WebElement logo = driver.findElement(By.className("logo"));
Rectangle logoRect = logo.getRect();

// Logo should be top-left
assertTrue(logoRect.getX() < 100); // Left side
assertTrue(logoRect.getY() < 100); // Top side

Dynamic Element Sizing (Responsive Testing)

ChromeOptions options = new ChromeOptions();
options.addArguments("--window-size=375,667"); // Mobile viewport
WebDriver mobileDriver = new ChromeDriver(options);

WebElement btn = mobileDriver.findElement(By.id("responsive-btn"));
Rectangle rect = btn.getRect();
assertTrue(rect.getWidth() > 300); // Full width on mobile

5. JavaScript Alternative (More Precise)

getBoundingClientRect() - gets exact rendered dimensions including scroll position.[^6][^7]

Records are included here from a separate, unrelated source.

/// Parsed and validated `multipart/form-data` justification.
#[derive(Debug, Default)]
struct JustificationForm {
    attendance_id: Option<DbId>,
    reason: Option<String>,
    file: Option<Upload>,
}

#[derive(Debug)]
struct Upload {
    extension: String,
    bytes: Vec<u8>,
}

// ---------------------------------------------------------------------------
// Handlers
// ---------------------------------------------------------------------------

/// POST /api/v1/attendance-bulk-declare
///
/// Upsert one day of attendance for a class. Duplicate students inside the
/// batch collapse to their last row. The whole batch is rejected if any
/// student is not enrolled in the class.
pub async fn bulk_declare(
    State(state): State<AppState>,
    RequireStaff(user): RequireStaff,
    ValidJson(input): ValidJson<BulkDeclareRequest>,
) -> AppResult<Json<SuccessResponse<BulkDeclarePayload>>> {
    let classe_id = match input.classe_id {
        Some(id) => id,
        None => {
            // Validation guarantees at least one row.
            let first = input.rows[0].student_id;
            StudentRepo::find_by_id(&state.pool, first)
                .await?
                .and_then(|s| s.classe_id)
                .ok_or_else(|| {
                    CoreError::Validation(format!(
                        "Student {first} is not enrolled in a class; pass classe_id"
                    ))
                })?
        }
    };

    let class = require_class(&state.pool, classe_id).await?;
    ensure_class_access(&state.pool, &user.principal, &class, None).await?;

    let student_ids: Vec<DbId> = input.rows.iter().map(|r| r.student_id).collect();
    let outside = StudentRepo::ids_outside_class(&state.pool, class.id, &student_ids).await?;
    if !outside.is_empty() {
        return Err(CoreError::Validation(format!(
            "Students not enrolled in class {}: {outside:?}",
            class.id
        ))
        .into());
    }

    let rows: Vec<DeclareAttendance> = input
        .rows
        .into_iter()
        .map(|r| DeclareAttendance {
            student_id: r.student_id,
            status: r.status,
            reason: r.reason.map(|s| s.trim().to_string()).filter(|s| !s.is_empty()),
        })
        .collect();

    let attendance = AttendanceRepo::bulk_upsert(
        &state.pool,
        class.etablissement_id,
        input.date,
        user.user_id,
        rows,
    )
    .await?;

    tracing::info!(
        classe_id = class.id,
        date = %input.date,
        count = attendance.len(),
        declared_by = user.user_id,
        "Attendance declared",
    );

    state.event_bus.publish(
        UsageEvent::new(ATTENDANCE_DECLARED)
            .with_actor(user.user_id)
            .with_etablissement(Some(class.etablissement_id))
            .with_payload(json!({
                "classe_id": class.id,
                "date": input.date,
                "count": attendance.len(),
            })),
    );

    Ok(Json(SuccessResponse::new(BulkDeclarePayload {
        count: attendance.len(),
        attendance,
    })))
}

/// POST /api/v1/attendance-justify
///
/// Multipart form: `attendance_id`, optional `reason`, optional `file`.
/// Open to the student concerned and their parents.
pub async fn justify(
    State(state): State<AppState>,
    user: AuthUser,
    multipart: Multipart,
) -> AppResult<Json<DataResponse<Attendance>>> {
    submit_justification(&state, &user, multipart, Justifier::StudentOrParent)
        .await
        .map(|data| Json(DataResponse { data }))
}

/// Shared by `attendance-justify` and `parent-justify-absence`.
///
/// The form is fully validated and the caller authorized before anything is
/// written to storage. A stored file that the record ends up not pointing to
/// is removed again.
pub async fn submit_justification(
    state: &AppState,
    user: &AuthUser,
    multipart: Multipart,
    justifier: Justifier,
) -> AppResult<Attendance> {
    let form = read_justification_form(multipart).await?;

    let attendance_id = form
        .attendance_id
        .ok_or_else(|| CoreError::Validation("attendance_id is required".into()))?;

    let record = find_attendance(&state.pool, attendance_id).await?;

    let is_parent =
        RelationshipRepo::is_parent_of(&state.pool, user.user_id, record.student_id).await?;
    let allowed = match justifier {
        Justifier::ParentOnly => is_parent,
        Justifier::StudentOrParent => {
            is_parent
                || RelationshipRepo::is_student_self(&state.pool, user.user_id, record.student_id)
                    .await?
        }
    };
    if !allowed {
        return Err(CoreError::Forbidden(format!(
            "Not allowed to justify attendance record {attendance_id}"
        ))
        .into());
    }

    let status: AttendanceStatus = record
        .status
        .parse()
        .map_err(|e: String| AppError::InternalError(e))?;
    ensure_justifiable(status)?;

    if form.reason.is_none() && form.file.is_none() {
        return Err(CoreError::Validation(
            "A justification needs a reason or an attachment".into(),
        )
        .into());
    }

    let key = match &form.file {
        Some(file) => {
            let key = justification_key(record.id, &file.extension, &file.bytes);
            state.storage.put(&key, &file.bytes).await?;
            Some(key)
        }
        None => None,
    };

    let updated = match AttendanceRepo::justify(
        &state.pool,
        record.id,
        form.reason.as_deref(),
        key.as_deref(),
    )
    .await
    {
        Ok(Some(updated)) => Ok(updated),
        Ok(None) => Err(AppError::from(CoreError::NotFound {
            entity: "Attendance",
            id: record.id,
        })),
        Err(e) => Err(AppError::from(e)),
    };

    if updated.is_err() {
        // Same content as the attachment already on record: that file stays.
        let orphan = key
            .as_deref()
            .filter(|k| record.justification_url.as_deref() != Some(*k));
        if let Some(key) = orphan {
            discard_attachment(state, key).await;
        }
    }
    let updated = updated?;

    tracing::info!(
        attendance_id = updated.id,
        user_id = user.user_id,
        has_attachment = key.is_some(),
        "Attendance justification submitted",
    );

    state.event_bus.publish(
        UsageEvent::new(ATTENDANCE_JUSTIFIED)
            .with_actor(user.user_id)
            .with_etablissement(Some(updated.etablissement_id))
            .with_payload(json!({
                "attendance_id": updated.id,
                "has_attachment": key.is_some(),
            })),
    );

    Ok(updated)
}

JavascriptExecutor js = (JavascriptExecutor) driver;
WebElement element = driver.findElement(By.id("myElement"));

Map<String, Object> rect = (Map<String, Object>) js.executeScript(
"var r = arguments[^0].getBoundingClientRect(); " +
"return {x: r.x, y: r.y, width: r.width, height: r.height};",
element
);

double x = (Double) rect.get("x");
double y = (Double) rect.get("y");
double width = (Double) rect.get("width");
double height = (Double) rect.get("height");

When to use JS:

  • Elements with CSS transforms, animations, or scroll offsets
  • Need sub-pixel precision
  • Complex layouts with overlapping elements

6. Production Framework Integration

Page Object with Dimensions

public class LoginPage {
private WebElement submitButton;

public LoginPage(WebDriver driver) {
submitButton = driver.findElement(By.id("submit-btn"));
}

public void verifyButtonSize() {
Rectangle rect = submitButton.getRect();
assertTrue("Button too small", rect.getWidth() >= 100 && rect.getHeight() >= 30);
}

public Point getButtonPosition() {
return submitButton.getRect().getPoint(); // Top-left corner
}
}

TestNG Assertions

@Test
public void testButtonDimensions() {
Rectangle rect = button.getRect();

// Soft assertions for responsive design
SoftAssert softAssert = new SoftAssert();
softAssert.assertTrue(rect.getWidth() > 80, "Button too narrow");
softAssert.assertTrue(rect.getHeight() > 25, "Button too short");
softAssert.assertAll();
}

Method Comparison Table

MethodSelenium VersionReturnsPosition?Size?Best For
getRect()4+Rectangle✅ x,y✅ w,hModern apps
getSize()3+Dimension✅ w,hLegacy
getLocation()3+Point✅ x,yLegacy
getBoundingClientRect()AllMap/JS ObjectComplex CSS

Visual Debugging (Screenshot + Dimensions)

public void debugElement(WebElement element, String name) {
Rectangle rect = element.getRect();

// Screenshot with overlay
File screenshot = ((TakesScreenshot) driver).getScreenshotAs(OutputType.FILE);

// Log dimensions
System.out.println(name + ": " + rect.getX() + "," + rect.getY() +
" " + rect.getWidth() + "x" + rect.getHeight());

// Save screenshot
FileUtils.copyFile(screenshot, new File("debug/" + name + ".png"));
}

Best Practices

  1. Use getRect() - Selenium 4 single method for everything
  2. Viewport aware - Test on different screen sizes
  3. Tolerance in assertions - Responsive designs vary ±10px
  4. Combine with screenshots - Visual proof of layout issues
  5. Log dimensions - Essential for debugging responsive failures

getRect() is the modern standard - replaces two legacy methods with one.